→ Work instructions
Below are entries; count each line that holds the word "EventSink" and report the number without any other words.

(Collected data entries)
---------------

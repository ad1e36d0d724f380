//! Adapters: concrete implementations of the hexagonal port traits.
//!
//! | Adapter         | Implements   | Connects to                    |
//! |-----------------|--------------|--------------------------------|
//! | `sim_link`      | BleLink      | In-memory simulated device     |
//! | `btleplug_link` | BleLink      | Host BLE adapter (feature)     |
//! | `log_sink`      | EventSink    | `log` facade                   |
//! | `channel_sink`  | EventSink    | `embassy-sync` bounded channel |
//! | `time`          | TimePort     | `Instant` + `async-io-mini`    |

#[cfg(feature = "btleplug")]
pub mod btleplug_link;
pub mod channel_sink;
pub mod log_sink;
pub mod sim_link;
pub mod time;
//! Wireless link: transport port, framing and channel demultiplexing.

pub mod demux;
pub mod framing;
pub mod transport;

pub use demux::{Demultiplexer, Inbound};
pub use framing::{MAX_TEXT_FRAME, TextReassembler, chunk_message, send_chunked};
pub use transport::{
    BleLink, Capabilities, Channel, Connection, DiscoveredDevice, Notification, WriteMode,
    WriteTarget,
};
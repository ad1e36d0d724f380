//! Channel demultiplexer.
//!
//! Text notifications go to the reassembler, telemetry notifications to
//! the record parser.  The two paths share no state.

use log::{debug, warn};

use crate::error::FramingError;
use crate::telemetry::{self, RawRecord};

use super::framing::TextReassembler;
use super::transport::{Channel, Notification};

/// One unit of inbound traffic after framing.
#[derive(Debug, Clone, PartialEq)]
pub enum Inbound {
    /// A complete text message, delimiters stripped.
    Message(String),
    /// A decoded telemetry record (not yet labelled).
    Record(RawRecord),
    /// A chunk that could not be framed; already logged.
    Dropped(FramingError),
}

#[derive(Default)]
pub struct Demultiplexer {
    text: TextReassembler,
}

impl Demultiplexer {
    pub fn new() -> Self {
        Self::default()
    }

    pub fn route(&mut self, notification: &Notification) -> Vec<Inbound> {
        match notification.channel {
            Channel::Text => match self.text.push(&notification.payload) {
                Ok(messages) => messages.into_iter().map(Inbound::Message).collect(),
                Err(e) => vec![Inbound::Dropped(e)],
            },
            Channel::Telemetry => match telemetry::parse_record(&notification.payload) {
                Ok(record) => {
                    debug!("RX telemetry t={}", record.timestamp);
                    vec![Inbound::Record(record)]
                }
                Err(e) => {
                    warn!("Dropping telemetry chunk: {e}");
                    vec![Inbound::Dropped(e)]
                }
            },
        }
    }

    /// Forget any partially received text (disconnect).
    pub fn reset(&mut self) {
        self.text.reset();
    }

    pub fn pending_text(&self) -> usize {
        self.text.pending()
    }
}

---------------

→ Task result
2